We include a proposal to modify the structure of the NIH to achieve administrative savings and allow more funding to go to lower‑resourced institutions.  Ten percent of the institutions get 75 percent of NIH funding. 

These institutions, in addition to receiving an outsized amount of NIH funding, also have endowments totaling over threequarters of a trillion dollars.  Funding should be more equitably dispersed.  Schools with sizable endowments can bear more of the administrative funding of the grants they receive. 

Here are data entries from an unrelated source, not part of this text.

use std::{ops::Range, time::Instant};

use burn::{
    data::dataset::{
        vision::{MnistDataset, MnistItem},
        Dataset,
    },
    module::AutodiffModule,
    nn::loss::Reduction,
    optim::{
        adaptor::OptimizerAdaptor, momentum::MomentumConfig, GradientsParams, Optimizer, Sgd,
        SgdConfig,
    },
    prelude::*,
    tensor::backend::AutodiffBackend,
};

use crate::{
    checkpoint::{
        load_compatible, Checkpoint, CheckpointError, CheckpointManifest, FileCheckpointer,
    },
    config::RunConfig,
    data::{self, MnistBatch, MnistLoader},
    error::TrainingError,
    loss::{correct_predictions, NllLoss},
    metrics::{should_log, train_step_index, MetricLog},
    model::ConvNet,
};

/// SGD with momentum over the [ConvNet] parameters.
pub type ConvNetOptimizer<B> =
    OptimizerAdaptor<Sgd<<B as AutodiffBackend>::InnerBackend>, ConvNet<B>, B>;

type ModelRecord<B> = <ConvNet<B> as Module<B>>::Record;
type OptimizerRecord<B> = <ConvNetOptimizer<B> as Optimizer<ConvNet<B>, B>>::Record;

/// Lifecycle of a [training session](TrainingSession).
///
/// `Created -> Evaluated(0) -> {Training(i) -> Evaluated(i) -> Checkpointed(i)}* -> Done`
#[derive(Debug, Clone, Copy, PartialEq, Eq)]
pub enum SessionState {
    /// Nothing ran yet.
    Created,
    /// An epoch is being trained.
    Training {
        /// The 1-based epoch.
        epoch: usize,
    },
    /// The model was evaluated after `epoch` completed epochs.
    Evaluated {
        /// Completed epochs, 0 for the initial evaluation.
        epoch: usize,
    },
    /// The checkpoint of `epoch` was committed.
    Checkpointed {
        /// The 1-based epoch.
        epoch: usize,
    },
    /// The requested epochs are all done.
    Done,
}

/// Result of one pass over the evaluation set.
#[derive(Debug, Clone, Copy, PartialEq)]
pub struct EvaluationSummary {
    /// Loss summed over every evaluation item.
    pub loss_sum: f64,
    /// `loss_sum` divided by `total`.
    pub mean_loss: f64,
    /// Number of correct top-1 predictions.
    pub correct: usize,
    /// Number of evaluation items.
    pub total: usize,
}

impl EvaluationSummary {
    fn new(loss_sum: f64, correct: usize, total: usize) -> Self {
        let mean_loss = if total == 0 {
            0.0
        } else {
            loss_sum / total as f64
        };

        Self {
            loss_sum,
            mean_loss,
            correct,
            total,
        }
    }

    /// Percentage of correct predictions.
    pub fn accuracy(&self) -> f64 {
        if self.total == 0 {
            return 0.0;
        }
        100.0 * self.correct as f64 / self.total as f64
    }
}

/// Everything a training run needs: device, hyperparameters, model, optimizer,
/// data loaders, metric log and checkpointer.
///
/// The model trains on the autodiff backend `B`; evaluation runs on a
/// [valid](AutodiffModule::valid) copy on the inner backend, with dropout disabled.
pub struct TrainingSession<B: AutodiffBackend> {
    config: RunConfig,
    device: B::Device,
    model: ConvNet<B>,
    optim: ConvNetOptimizer<B>,
    loss: NllLoss,
    train_loader: MnistLoader<B>,
    test_loader: MnistLoader<B::InnerBackend>,
    checkpointer: FileCheckpointer,
    metrics: MetricLog,
    state: SessionState,
    epochs_completed: usize,
}

impl<B: AutodiffBackend> TrainingSession<B> {
    /// Create a session training on the MNIST train split and evaluating on the test split.
    ///
    /// The dataset is downloaded on first use and cached in burn's dataset cache
    /// directory, not under `config.datapath`, which only receives checkpoints,
    /// metrics and the experiment log. Use [new](Self::new) to train on items
    /// loaded from elsewhere.
    pub fn mnist(config: RunConfig, device: B::Device) -> Self {
        Self::new(config, device, MnistDataset::train(), MnistDataset::test())
    }

    /// Create a session over the given datasets.
    pub fn new<DT, DV>(config: RunConfig, device: B::Device, train: DT, test: DV) -> Self
    where
        DT: Dataset<MnistItem> + 'static,
        DV: Dataset<MnistItem> + 'static,
    {
        B::seed(config.seed);

        let model = config.model_config().init::<B>(&device);
        let optim = optimizer_config(&config).init::<B, ConvNet<B>>();
        let train_loader = data::train_loader::<B, _>(train, &config, &device);
        let test_loader = data::test_loader::<B::InnerBackend, _>(test, &config, &device);
        let checkpointer = FileCheckpointer::new(&config.datapath, &config.model_name);

        log::info!(
            "Session created: {} training items, {} evaluation items, device {:?}",
            train_loader.num_items(),
            test_loader.num_items(),
            device
        );

        Self {
            config,
            device,
            model,
            optim,
            loss: NllLoss::new(),
            train_loader,
            test_loader,
            checkpointer,
            metrics: MetricLog::new(),
            state: SessionState::Created,
            epochs_completed: 0,
        }
    }

    /// Fresh run: evaluate the untrained model, then train every configured epoch.
    pub fn fit(&mut self) -> Result<(), TrainingError> {
        self.evaluate();
        self.run_epochs(1..self.config.n_epochs + 1)
    }

    /// Train one epoch, then evaluate and checkpoint.
    ///
    /// `epoch` is 1-based.
    pub fn run_epoch(&mut self, epoch: usize) -> Result<EvaluationSummary, TrainingError> {
        self.state = SessionState::Training { epoch };

        let start = Instant::now();
        let batch_size = self.config.batch_size_train;
        let num_items = self.train_loader.num_items();
        let num_batches = num_items.div_ceil(batch_size);

        for (batch_index, batch) in self.train_loader.iter().enumerate() {
            let batch_len = batch.len();
            let output = self.model.forward(batch.images);
            let loss = self.loss.forward(output, batch.targets, Reduction::Mean);

            let logged_loss = should_log(batch_index, self.config.log_interval)
                .then(|| loss.clone().into_scalar().elem::<f64>());

            // Gradients are produced fresh by every backward pass.
            let grads = GradientsParams::from_grads(loss.backward(), &self.model);
            self.model = self.optim.step(self.config.lr, self.model.clone(), grads);

            if let Some(loss) = logged_loss {
                let step = train_step_index(epoch, batch_index, batch_size, num_items);
                self.metrics.record_train(step, loss);

                log::info!(
                    "Train Epoch: {} [{}/{} ({:.0}%)]\tLoss: {:.6}",
                    epoch,
                    batch_index * batch_len,
                    num_items,
                    100.0 * batch_index as f64 / num_batches as f64,
                    loss
                );
            }
        }

        self.epochs_completed = epoch;
        log::info!(
            "Epoch {epoch} trained in {:.1}s",
            start.elapsed().as_secs_f64()
        );

        let summary = self.evaluate();
        self.checkpoint(epoch)?;

        Ok(summary)
    }

    /// Evaluate the model on the whole evaluation set and record the mean loss.
    ///
    /// The model parameters are left untouched.
    pub fn evaluate(&mut self) -> EvaluationSummary {
        let summary = self.evaluation_pass();
        let examples_seen = self.epochs_completed * self.train_loader.num_items();
        self.metrics.record_test(examples_seen, summary.mean_loss);

        log::info!(
            "Test set: Avg. loss: {:.4}, Accuracy: {}/{} ({:.0}%)",
            summary.mean_loss,
            summary.correct,
            summary.total,
            summary.accuracy()
        );

        self.state = SessionState::Evaluated {
            epoch: self.epochs_completed,
        };
        summary
    }

    fn evaluation_pass(&self) -> EvaluationSummary {
        let model = self.model.valid();
        let mut loss_sum = 0.0;
        let mut correct = 0;

        for batch in self.test_loader.iter() {
            let output = model.forward(batch.images);
            loss_sum += self
                .loss
                .forward(output.clone(), batch.targets.clone(), Reduction::Sum)
                .into_scalar()
                .elem::<f64>();
            correct += correct_predictions(output, batch.targets);
        }

        EvaluationSummary::new(loss_sum, correct, self.test_loader.num_items())
    }

    /// Save the model and optimizer state as the checkpoint of `epoch`.
    pub fn checkpoint(&mut self, epoch: usize) -> Result<CheckpointManifest, CheckpointError> {
        let manifest = self.checkpointer.save::<B, _, _>(
            epoch,
            self.model.clone().into_record(),
            self.optim.to_record(),
        )?;

        self.state = SessionState::Checkpointed { epoch };
        Ok(manifest)
    }

    /// Replace the model and optimizer with fresh instances loaded from the committed checkpoint.
    ///
    /// Fails without touching the session when the checkpoint cannot be read or when its
    /// parameters do not fit the configured model.
    pub fn restore(&mut self) -> Result<CheckpointManifest, CheckpointError> {
        let checkpoint: Checkpoint<ModelRecord<B>, OptimizerRecord<B>> =
            self.checkpointer.restore::<B, _, _>(&self.device)?;

        let model = self.config.model_config().init::<B>(&self.device);
        self.model = load_compatible::<B, _>(model, checkpoint.model)?;
        self.optim = optimizer_config(&self.config)
            .init::<B, ConvNet<B>>()
            .load_record(checkpoint.optimizer);
        self.epochs_completed = checkpoint.manifest.epoch;

        Ok(checkpoint.manifest)
    }

    /// Continue training after the last checkpointed epoch, up to `end_epoch` (exclusive).
    ///
    /// Returns the epochs that were run.
    pub fn resume(&mut self, end_epoch: usize) -> Result<Range<usize>, TrainingError> {
        let manifest = self.restore()?;
        let epochs = manifest.epoch + 1..end_epoch;

        log::info!("Resuming epochs {epochs:?}");
        self.run_epochs(epochs.clone())?;

        Ok(epochs)
    }

    /// Restore the checkpoint, then train the epochs `start_epoch..end_epoch`.
    ///
    /// The range is trusted: a `start_epoch` that does not follow the checkpointed
    /// epoch is only reported, so epochs may be repeated or skipped.
    pub fn resume_range(
        &mut self,
        start_epoch: usize,
        end_epoch: usize,
    ) -> Result<Range<usize>, TrainingError> {
        let manifest = self.restore()?;

        if start_epoch != manifest.epoch + 1 {
            log::warn!(
                "Resuming at epoch {start_epoch} from a checkpoint saved after epoch {}",
                manifest.epoch
            );
        }
        self.epochs_completed = start_epoch.saturating_sub(1);

        let epochs = start_epoch..end_epoch;
        log::info!("Resuming epochs {epochs:?}");
        self.run_epochs(epochs.clone())?;

        Ok(epochs)
    }

    fn run_epochs(&mut self, epochs: Range<usize>) -> Result<(), TrainingError> {
        for epoch in epochs {
            self.run_epoch(epoch)?;
        }

        self.state = SessionState::Done;
        Ok(())
    }

    /// The first evaluation batch, in evaluation order.
    pub fn example_batch(&self) -> Option<MnistBatch<B::InnerBackend>> {
        self.test_loader.iter().next()
    }

    /// Losses recorded so far.
    pub fn metrics(&self) -> &MetricLog {
        &self.metrics
    }

    /// Current lifecycle state.
    pub fn state(&self) -> SessionState {
        self.state
    }

    /// Number of epochs the model has been trained for.
    pub fn epochs_completed(&self) -> usize {
        self.epochs_completed
    }

    /// The run configuration.
    pub fn config(&self) -> &RunConfig {
        &self.config
    }

    /// The model being trained.
    pub fn model(&self) -> &ConvNet<B> {
        &self.model
    }

    /// The checkpointer of this session.
    pub fn checkpointer(&self) -> &FileCheckpointer {
        &self.checkpointer
    }
}
use std::path::{Path, PathBuf};

use tracing_core::{Level, LevelFilter, Metadata};
use tracing_subscriber::{filter::filter_fn, prelude::*, registry};

/// Errors raised while installing the application logger.
#[derive(thiserror::Error, Debug)]
pub enum LoggerError {
    /// The log directory could not be created.
    #[error("Unable to create log directory '{}': {source}", path.display())]
    Io {
        /// The log directory.
        path: PathBuf,
        /// Underlying IO error.
        #[source]
        source: std::io::Error,
    },

    /// Another global logger was installed first.
    #[error("A global logger is already installed")]
    AlreadyInstalled,
}

/// Routes `log` records to stdout and, optionally, to an experiment log file.
#[derive(Debug, Clone)]
pub struct ApplicationLogger {
    file: Option<PathBuf>,
    level: LevelFilter,
    context: Option<String>,
}

impl Default for ApplicationLogger {
    fn default() -> Self {
        Self::new()
    }
}

impl ApplicationLogger {
    /// Log to stdout at `info` level.
    pub fn new() -> Self {
        Self {
            file: None,
            level: LevelFilter::INFO,
            context: None,
        }
    }

    /// Also write every record to `path`.
    pub fn with_file<P: Into<PathBuf>>(mut self, path: P) -> Self {
        self.file = Some(path.into());
        self
    }

    /// Set the maximum level.
    pub fn with_level(mut self, level: LevelFilter) -> Self {
        self.level = level;
        self
    }

    /// Describe the run in the message printed when it panics.
    pub fn with_context<S: Into<String>>(mut self, context: S) -> Self {
        self.context = Some(context.into());
        self
    }

    /// Install the logger as the global subscriber.
    ///
    /// When a file is configured, panics are written to it before the default hook runs.
    pub fn install(&self) -> Result<(), LoggerError> {
        let stdout = tracing_subscriber::fmt::layer()
            .with_target(false)
            .with_filter(self.level)
            .with_filter(filter_fn(is_relevant));

        let file = match &self.file {
            Some(path) => {
                let directory = path
                    .parent()
                    .filter(|parent| !parent.as_os_str().is_empty())
                    .unwrap_or_else(|| Path::new("."));
                std::fs::create_dir_all(directory).map_err(|source| LoggerError::Io {
                    path: directory.to_path_buf(),
                    source,
                })?;

                let file_name = path
                    .file_name()
                    .map(PathBuf::from)
                    .unwrap_or_else(|| PathBuf::from("experiment.log"));
                let writer = tracing_appender::rolling::never(directory, file_name);

                Some(
                    tracing_subscriber::fmt::layer()
                        .with_ansi(false)
                        .with_writer(writer)
                        .with_filter(self.level)
                        .with_filter(filter_fn(is_relevant)),
                )
            }
            None => None,
        };

        registry()
            .with(stdout)
            .with(file)
            .try_init()
            .map_err(|_| LoggerError::AlreadyInstalled)?;

        if let Some(path) = &self.file {
            install_panic_hook(path.clone(), self.context.clone());
        }

        Ok(())
    }
}

fn is_relevant(metadata: &Metadata<'_>) -> bool {
    if let Some(path) = metadata.module_path() {
        // The wgpu crates are logging too much, so we skip `info` level.
        let noisy = path.starts_with("wgpu") || path.starts_with("naga");
        if noisy && *metadata.level() >= Level::INFO {
            return false;
        }
    }
    true
}

fn install_panic_hook(file_path: PathBuf, context: Option<String>) {
    let hook = std::panic::take_hook();

    std::panic::set_hook(Box::new(move |info| {
        let payload = info.payload();
        let cause = payload
            .downcast_ref::<&str>()
            .copied()
            .or_else(|| payload.downcast_ref::<String>().map(String::as_str))
            .unwrap_or("unknown cause");
        let location = info
            .location()
            .map(|location| format!("{}:{}", location.file(), location.line()));

        log::error!(
            "Run aborted by a panic at {}: {cause}",
            location.as_deref().unwrap_or("unknown location")
        );
        eprintln!("{}", crash_notice(context.as_deref(), &file_path));
        hook(info);
    }));
}

fn crash_notice(context: Option<&str>, file_path: &Path) -> String {
    let run = context.map(|context| format!(" ({context})")).unwrap_or_default();
    format!(
        "The run{run} stopped on a fatal error, the experiment log is at '{}'",
        file_path.display()
    )
}
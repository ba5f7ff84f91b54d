use std::path::{Path, PathBuf};

use serde::{Deserialize, Serialize};

use crate::model::ConvNetConfig;

/// Errors raised while reading the run configuration.
#[derive(thiserror::Error, Debug)]
pub enum ConfigError {
    /// The file could not be read.
    #[error("Unable to read config file '{}': {source}", path.display())]
    Io {
        /// Path of the config file.
        path: PathBuf,
        /// Underlying IO error.
        #[source]
        source: std::io::Error,
    },

    /// The content is not a valid run configuration.
    #[error("Invalid config format: {0}")]
    InvalidFormat(#[from] serde_yaml::Error),
}

/// Hyperparameters and paths of a training run.
///
/// Only `n_epochs`, `batch_size_train`, `batch_size_test` and `lr` are required
/// in the YAML file, every other key falls back to its default.
#[derive(Debug, Clone, PartialEq, Serialize, Deserialize)]
pub struct RunConfig {
    /// Number of epochs of a fresh run.
    pub n_epochs: usize,
    /// Batch size of the training loader.
    pub batch_size_train: usize,
    /// Batch size of the evaluation loader.
    pub batch_size_test: usize,
    /// SGD learning rate.
    pub lr: f64,
    /// SGD momentum.
    #[serde(default = "default_momentum")]
    pub momentum: f64,
    /// A training loss is recorded every `log_interval` batches.
    #[serde(default = "default_log_interval")]
    pub log_interval: usize,
    /// Seed of the backend RNG and of the training shuffle.
    #[serde(default = "default_seed")]
    pub seed: u64,
    /// Number of data loader workers.
    #[serde(default = "default_num_workers")]
    pub num_workers: usize,
    /// Directory holding checkpoints, metrics and the experiment log.
    #[serde(default = "default_datapath")]
    pub datapath: PathBuf,
    /// Name of the model artifact inside a checkpoint.
    #[serde(default = "default_model_name")]
    pub model_name: String,
    /// Dropout probability of the model.
    #[serde(default = "default_dropout")]
    pub dropout: f64,
    /// Width of the hidden fully connected layer.
    #[serde(default = "default_hidden_size")]
    pub hidden_size: usize,
}

fn default_momentum() -> f64 {
    0.5
}

fn default_log_interval() -> usize {
    100
}

fn default_seed() -> u64 {
    42
}

fn default_num_workers() -> usize {
    1
}

fn default_dropout() -> f64 {
    0.5
}

fn default_hidden_size() -> usize {
    50
}

fn default_datapath() -> PathBuf {
    PathBuf::from("data")
}

fn default_model_name() -> String {
    "mnist".to_string()
}

impl RunConfig {
    /// Create a config with the required values, every other field takes its default.
    pub fn new(
        n_epochs: usize,
        batch_size_train: usize,
        batch_size_test: usize,
        lr: f64,
    ) -> Self {
        Self {
            n_epochs,
            batch_size_train,
            batch_size_test,
            lr,
            momentum: default_momentum(),
            log_interval: default_log_interval(),
            seed: default_seed(),
            num_workers: default_num_workers(),
            datapath: default_datapath(),
            model_name: default_model_name(),
            dropout: default_dropout(),
            hidden_size: default_hidden_size(),
        }
    }

    /// The model configuration of this run.
    pub fn model_config(&self) -> ConvNetConfig {
        ConvNetConfig::new()
            .with_dropout(self.dropout)
            .with_hidden_size(self.hidden_size)
    }

    /// Load the configuration from a YAML file.
    pub fn load<P: AsRef<Path>>(path: P) -> Result<Self, ConfigError> {
        let path = path.as_ref();
        let content = std::fs::read_to_string(path).map_err(|source| ConfigError::Io {
            path: path.to_path_buf(),
            source,
        })?;

        Self::from_yaml(&content)
    }

    /// Parse the configuration from a YAML string.
    pub fn from_yaml(content: &str) -> Result<Self, ConfigError> {
        Ok(serde_yaml::from_str(content)?)
    }

    /// Save the configuration as YAML.
    pub fn save<P: AsRef<Path>>(&self, path: P) -> Result<(), ConfigError> {
        let path = path.as_ref();
        let content = serde_yaml::to_string(self)?;

        std::fs::write(path, content).map_err(|source| ConfigError::Io {
            path: path.to_path_buf(),
            source,
        })
    }

    /// Set the data path.
    pub fn with_datapath<P: Into<PathBuf>>(mut self, datapath: P) -> Self {
        self.datapath = datapath.into();
        self
    }

    /// Set the log interval.
    pub fn with_log_interval(mut self, log_interval: usize) -> Self {
        self.log_interval = log_interval;
        self
    }

    /// Set the seed.
    pub fn with_seed(mut self, seed: u64) -> Self {
        self.seed = seed;
        self
    }

    /// Set the width of the hidden layer.
    pub fn with_hidden_size(mut self, hidden_size: usize) -> Self {
        self.hidden_size = hidden_size;
        self
    }

    /// Set the number of data loader workers.
    pub fn with_num_workers(mut self, num_workers: usize) -> Self {
        self.num_workers = num_workers;
        self
    }
}
use std::{
    fs::File,
    io::{BufWriter, Write},
    path::{Path, PathBuf},
};

use crate::metrics::MetricLog;

/// Errors raised while reporting metrics.
#[derive(thiserror::Error, Debug)]
pub enum ReportError {
    /// Writing the report failed.
    #[error("Unable to write metrics report: {0}")]
    Io(#[from] std::io::Error),
}

/// Consumes a [metric log](MetricLog) once training is over.
pub trait MetricsReporter {
    /// Report the recorded metrics.
    fn report(&self, log: &MetricLog) -> Result<(), ReportError>;
}

/// Writes the loss curves as CSV files, ready to be plotted.
///
/// `train_loss.csv` holds `step,loss` rows and `test_loss.csv` holds
/// `examples_seen,loss` rows.
#[derive(Debug, Clone)]
pub struct FileMetricsReporter {
    directory: PathBuf,
}

impl FileMetricsReporter {
    /// Create a reporter writing into `directory`.
    pub fn new<P: Into<PathBuf>>(directory: P) -> Self {
        Self {
            directory: directory.into(),
        }
    }

    /// Path of the training loss file.
    pub fn train_path(&self) -> PathBuf {
        self.directory.join("train_loss.csv")
    }

    /// Path of the evaluation loss file.
    pub fn test_path(&self) -> PathBuf {
        self.directory.join("test_loss.csv")
    }

    fn write_csv<I>(path: &Path, header: &str, rows: I) -> Result<(), ReportError>
    where
        I: Iterator<Item = (usize, f64)>,
    {
        let mut writer = BufWriter::new(File::create(path)?);
        writeln!(writer, "{header}")?;
        for (x, loss) in rows {
            writeln!(writer, "{x},{loss}")?;
        }
        writer.flush()?;

        Ok(())
    }
}

impl MetricsReporter for FileMetricsReporter {
    fn report(&self, log: &MetricLog) -> Result<(), ReportError> {
        std::fs::create_dir_all(&self.directory)?;

        Self::write_csv(
            &self.train_path(),
            "step,loss",
            log.train().iter().map(|entry| (entry.step, entry.loss)),
        )?;
        Self::write_csv(
            &self.test_path(),
            "examples_seen,loss",
            log.test().iter().map(|entry| (entry.examples_seen, entry.loss)),
        )?;

        log::info!("Metrics written to {}", self.directory.display());
        Ok(())
    }
}

/// Logs a short summary of the recorded losses.
#[derive(Debug, Clone, Default)]
pub struct SummaryReporter;

impl MetricsReporter for SummaryReporter {
    fn report(&self, log: &MetricLog) -> Result<(), ReportError> {
        log::info!(
            "Recorded {} training losses and {} evaluation losses",
            log.train().len(),
            log.test().len()
        );

        if let Some(last) = log.last_test() {
            log::info!(
                "Last evaluation loss {:.4} after {} examples",
                last.loss,
                last.examples_seen
            );
        }
        if let Some(best) = log.best_test() {
            log::info!(
                "Best evaluation loss {:.4} after {} examples",
                best.loss,
                best.examples_seen
            );
        }

        Ok(())
    }
}
//! Reading-kind classification of PSD blocks
use std::fmt;

use serde::Serialize;

/// What a PSD block measures
#[derive(Debug, Clone, Copy, PartialEq, Eq, Hash, PartialOrd, Ord, Serialize)]
pub enum ReadingKind {
    Average,
    Minimum,
    Maximum,
    StdDevOfAverage,
    StdDevOfMinimum,
    StdDevOfMaximum,
    AverageOfMinimum,
    AverageOfMaximum,
    /// Code outside the known table, carried for reporting
    Unknown(i32),
}

impl ReadingKind {
    /// Classify a wire code. Total: unrecognized codes become `Unknown`.
    pub fn from_code(code: i32) -> Self {
        match code {
            0 => ReadingKind::Average,
            1 => ReadingKind::Minimum,
            2 => ReadingKind::Maximum,
            3 => ReadingKind::StdDevOfAverage,
            4 => ReadingKind::StdDevOfMinimum,
            5 => ReadingKind::StdDevOfMaximum,
            6 => ReadingKind::AverageOfMinimum,
            7 => ReadingKind::AverageOfMaximum,
            other => ReadingKind::Unknown(other),
        }
    }

    pub fn code(self) -> i32 {
        match self {
            ReadingKind::Average => 0,
            ReadingKind::Minimum => 1,
            ReadingKind::Maximum => 2,
            ReadingKind::StdDevOfAverage => 3,
            ReadingKind::StdDevOfMinimum => 4,
            ReadingKind::StdDevOfMaximum => 5,
            ReadingKind::AverageOfMinimum => 6,
            ReadingKind::AverageOfMaximum => 7,
            ReadingKind::Unknown(code) => code,
        }
    }

    pub fn label(self) -> &'static str {
        match self {
            ReadingKind::Average => "Average",
            ReadingKind::Minimum => "Minimum",
            ReadingKind::Maximum => "Maximum",
            ReadingKind::StdDevOfAverage => "StdDev of Average",
            ReadingKind::StdDevOfMinimum => "StdDev of Minimum",
            ReadingKind::StdDevOfMaximum => "StdDev of Maximum",
            ReadingKind::AverageOfMinimum => "Avg of Minimum",
            ReadingKind::AverageOfMaximum => "Avg of Maximum",
            ReadingKind::Unknown(_) => "Unknown",
        }
    }

    pub fn is_classified(self) -> bool {
        !matches!(self, ReadingKind::Unknown(_))
    }
}

impl fmt::Display for ReadingKind {
    fn fmt(&self, f: &mut fmt::Formatter<'_>) -> fmt::Result {
        match self {
            ReadingKind::Unknown(code) => write!(f, "Unknown ({code})"),
            kind => f.write_str(kind.label()),
        }
    }
}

The bill prioritizes early childhood education and childcare vouchers to support working parents. We support school choice for all students by increasing funding for charter schools. We support the right for girls to play fairly in sports, without the threat of competition from men. 

We continue support for first generation college students, historically black colleges, and Hispanic serving institutions. 

The bill stops federal support for colleges and universities that are allowing antisemitic-fueled vandalism and calls for genocide on their campuses.  I hope my colleagues would agree antisemitism and calls for genocide are not appropriate on colleges and university campuses. 

In closing, I want to thank my fellow subcommittee members and their staff for their hard work and input in crafting this bill. The bill would not be what it is without the input of this entire Committee – Democrats and Republicans.

I also want to especially thank the Labor-H subcommittee staff here today for all of their hard work and dedication to putting this bill together, as well as Emily Goff who is still at home on maternity leave and enjoying her time with her new babies.  We’re so happy for her and her family.

I understand as part of the process, no side can get everything it wants, and we have a challenging road ahead.  Today, there will be many disagreements.  For a bill that touches nearly every aspect of our lives, I would expect nothing less. 

While we may disagree on core issues, I want to remind everyone in this room and watching online that although we may not all agree on how best to achieve our policy goals, we are all Americans, and we all want what is best for our country and our constituents. 

We came here to represent them to the best of our ability and that is exactly what we are doing here today.